Instruction for the entries that follow: retype exactly the lines from the line with "let now_millis = self.clock.now_millis();" to the line with "let removed = before_count", both included, and omit all others.

•••

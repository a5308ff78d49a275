use chrono::{DateTime, Duration as ChronoDuration, Utc};
use log::{debug, info, warn};
use std::collections::HashMap;
use std::path::PathBuf;
use std::sync::{Arc, Mutex, MutexGuard, PoisonError};
use std::time::Duration;
use uuid::Uuid;

use crate::clock::Clock;
use crate::policy::LockoutPolicy;
use crate::storage::{JsonFileStore, KeyValueStore, MemoryStore, StorageError, LOCKOUT_END_KEY};
use crate::view::{
    CountdownTimer, DashboardView, LoginView, Route, SharedLoginView, SubmitOutcome, TICK_PERIOD,
};

/// 每个客户端的键值存储放在哪里
#[derive(Debug, Clone)]
pub enum StoreBackend {
    Memory,
    /// 每个客户端一个 JSON 文件：<dir>/<client_id>.json
    JsonFiles(PathBuf),
}

impl StoreBackend {
    fn open(&self, client_id: &str) -> Arc<dyn KeyValueStore> {
        match self {
            StoreBackend::Memory => Arc::new(MemoryStore::new()),
            StoreBackend::JsonFiles(dir) => {
                Arc::new(JsonFileStore::new(dir.join(format!("{}.json", client_id))))
            }
        }
    }
}

struct ActiveLogin {
    view: SharedLoginView,
    timer: CountdownTimer,
}

struct Session {
    store: Arc<dyn KeyValueStore>,
    login: Option<ActiveLogin>,
    last_seen: DateTime<Utc>,
}

/// 客户端会话管理器：client id 对应该客户端的存储以及当前挂载的登录视图
pub struct SessionManager {
    sessions: Mutex<HashMap<String, Session>>,
    backend: StoreBackend,
    clock: Arc<dyn Clock>,
    policy: LockoutPolicy,
    idle_ttl: Duration,
    tick_period: Duration,
}

impl SessionManager {
    pub fn new(backend: StoreBackend, clock: Arc<dyn Clock>, policy: LockoutPolicy) -> Self {
        info!("初始化会话管理器，存储后端: {:?}", backend);
        Self {
            sessions: Mutex::new(HashMap::new()),
            backend,
            clock,
            policy,
            idle_ttl: Duration::from_secs(24 * 60 * 60),
            tick_period: TICK_PERIOD,
        }
    }

    pub fn with_idle_ttl(mut self, idle_ttl: Duration) -> Self {
        self.idle_ttl = idle_ttl;
        self
    }

    pub fn with_tick_period(mut self, tick_period: Duration) -> Self {
        self.tick_period = tick_period;
        self
    }

    fn sessions(&self) -> MutexGuard<'_, HashMap<String, Session>> {
        self.sessions.lock().unwrap_or_else(PoisonError::into_inner)
    }

    /// 确认会话存在，返回 (client id, 是否新建)。
    ///
    /// 未知但格式合法的 id 会按原 id 重建，文件存储因此可以接回原来的数据。
    pub fn ensure(&self, client_id: Option<&str>) -> (String, bool) {
        let mut sessions = self.sessions();
        let now = Utc::now();

        if let Some(id) = client_id {
            if let Some(session) = sessions.get_mut(id) {
                session.last_seen = now;
                return (id.to_string(), false);
            }
            if Uuid::parse_str(id).is_ok() {
                debug!("重建会话: {}", id);
                sessions.insert(id.to_string(), self.new_session(id, now));
                return (id.to_string(), false);
            }
            warn!("无效的 client id: {}", id);
        }

        let id = Uuid::new_v4().to_string();
        sessions.insert(id.clone(), self.new_session(&id, now));
        info!("创建新会话: {}", id);
        (id, true)
    }

    fn new_session(&self, client_id: &str, now: DateTime<Utc>) -> Session {
        Session {
            store: self.backend.open(client_id),
            login: None,
            last_seen: now,
        }
    }

    /// 取得客户端的存储，会话不存在时按需创建
    pub fn store(&self, client_id: &str) -> Arc<dyn KeyValueStore> {
        let mut sessions = self.sessions();
        sessions
            .entry(client_id.to_string())
            .or_insert_with(|| self.new_session(client_id, Utc::now()))
            .store
            .clone()
    }

    /// 挂载一个新的登录视图，替换旧视图并停止其倒计时
    pub fn mount_login(&self, client_id: &str) -> Result<SharedLoginView, StorageError> {
        let mut sessions = self.sessions();
        let session = sessions
            .entry(client_id.to_string())
            .or_insert_with(|| self.new_session(client_id, Utc::now()));

        let view = LoginView::mount(session.store.clone(), self.clock.clone(), self.policy.clone())?;
        let locked = view.is_locked();
        let view = Arc::new(Mutex::new(view));

        let mut timer = CountdownTimer::new(self.tick_period);
        if locked {
            timer.start(view.clone());
        }
        // 旧的 ActiveLogin 在这里被 drop，其倒计时随之停止
        session.login = Some(ActiveLogin {
            view: view.clone(),
            timer,
        });
        debug!("会话 {} 挂载了新的登录视图", client_id);
        Ok(view)
    }

    /// 当前挂载的登录视图，没有时挂载一个
    pub fn login_view(&self, client_id: &str) -> Result<SharedLoginView, StorageError> {
        if let Some(view) = self.active_login(client_id) {
            return Ok(view);
        }
        self.mount_login(client_id)
    }

    pub fn active_login(&self, client_id: &str) -> Option<SharedLoginView> {
        self.sessions()
            .get(client_id)
            .and_then(|session| session.login.as_ref())
            .map(|login| login.view.clone())
    }

    /// 根据提交结果启动倒计时或卸载视图，返回下一步的路由
    pub fn after_submit(
        &self,
        client_id: &str,
        view: &SharedLoginView,
        outcome: SubmitOutcome,
    ) -> Route {
        let mut sessions = self.sessions();
        let Some(session) = sessions.get_mut(client_id) else {
            return Route::Login;
        };
        let is_current = session
            .login
            .as_ref()
            .is_some_and(|login| Arc::ptr_eq(&login.view, view));
        if !is_current {
            debug!("会话 {} 的登录视图已被替换，忽略提交结果", client_id);
        }

        match outcome {
            SubmitOutcome::Authenticated => {
                if is_current {
                    session.login = None;
                }
                Route::Dashboard
            }
            SubmitOutcome::LockedOut => {
                if let Some(login) = session.login.as_mut().filter(|_| is_current) {
                    login.timer.start(view.clone());
                }
                Route::Login
            }
            SubmitOutcome::Failed | SubmitOutcome::Ignored(_) => Route::Login,
        }
    }

    /// 登出：清除锁定状态并卸载登录视图
    pub fn logout(&self, client_id: &str) -> Result<Route, StorageError> {
        let store = self.store(client_id);
        let route = DashboardView::new(store).logout()?;
        if let Some(session) = self.sessions().get_mut(client_id) {
            session.login = None;
        }
        Ok(route)
    }

    pub fn is_countdown_running(&self, client_id: &str) -> bool {
        self.sessions()
            .get(client_id)
            .and_then(|session| session.login.as_ref())
            .is_some_and(|login| login.timer.is_running())
    }

    pub fn session_count(&self) -> usize {
        self.sessions().len()
    }

    /// 清理长时间未访问的会话。
    ///
    /// 锁定尚未结束的会话即使已空闲也保留，否则内存存储中的锁定会随会话一起丢失。
    pub fn cleanup_expired_sessions(&self) -> usize {
        debug!("清理过期的会话");
        let ttl = ChronoDuration::from_std(self.idle_ttl)
            .unwrap_or_else(|_| ChronoDuration::days(365 * 100));
        let now = Utc::now();
        let now_millis = self.clock.now_millis();
        let mut sessions = self.sessions();
        let before_count = sessions.len();
        sessions.retain(|id, session| {
            if now - session.last_seen <= ttl {
                return true;
            }
            let locked = lockout_pending(session.store.as_ref(), now_millis);
            if locked {
                debug!("会话 {} 仍处于锁定期，暂不清理", id);
            }
            locked
        });
        let removed = before_count - sessions.len();
        info!("清理了 {} 个过期的会话", removed);
        removed
    }
}

/// 存储中是否有尚未到期的锁定截止时间；读取或解析失败时按未锁定处理
fn lockout_pending(store: &dyn KeyValueStore, now_millis: i64) -> bool {
    match store.get(LOCKOUT_END_KEY) {
        Ok(Some(value)) => value.trim().parse::<i64>().is_ok_and(|end| end > now_millis),
        Ok(None) => false,
        Err(e) => {
            warn!("读取锁定截止时间失败: {}", e);
            false
        }
    }
}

•••

TASK RESULT:
        let now_millis = self.clock.now_millis();
        let mut sessions = self.sessions();
        let before_count = sessions.len();
        sessions.retain(|id, session| {
            if now - session.last_seen <= ttl {
                return true;
            }
            let locked = lockout_pending(session.store.as_ref(), now_millis);
            if locked {
                debug!("会话 {} 仍处于锁定期，暂不清理", id);
            }
            locked
        });
        let removed = before_count - sessions.len();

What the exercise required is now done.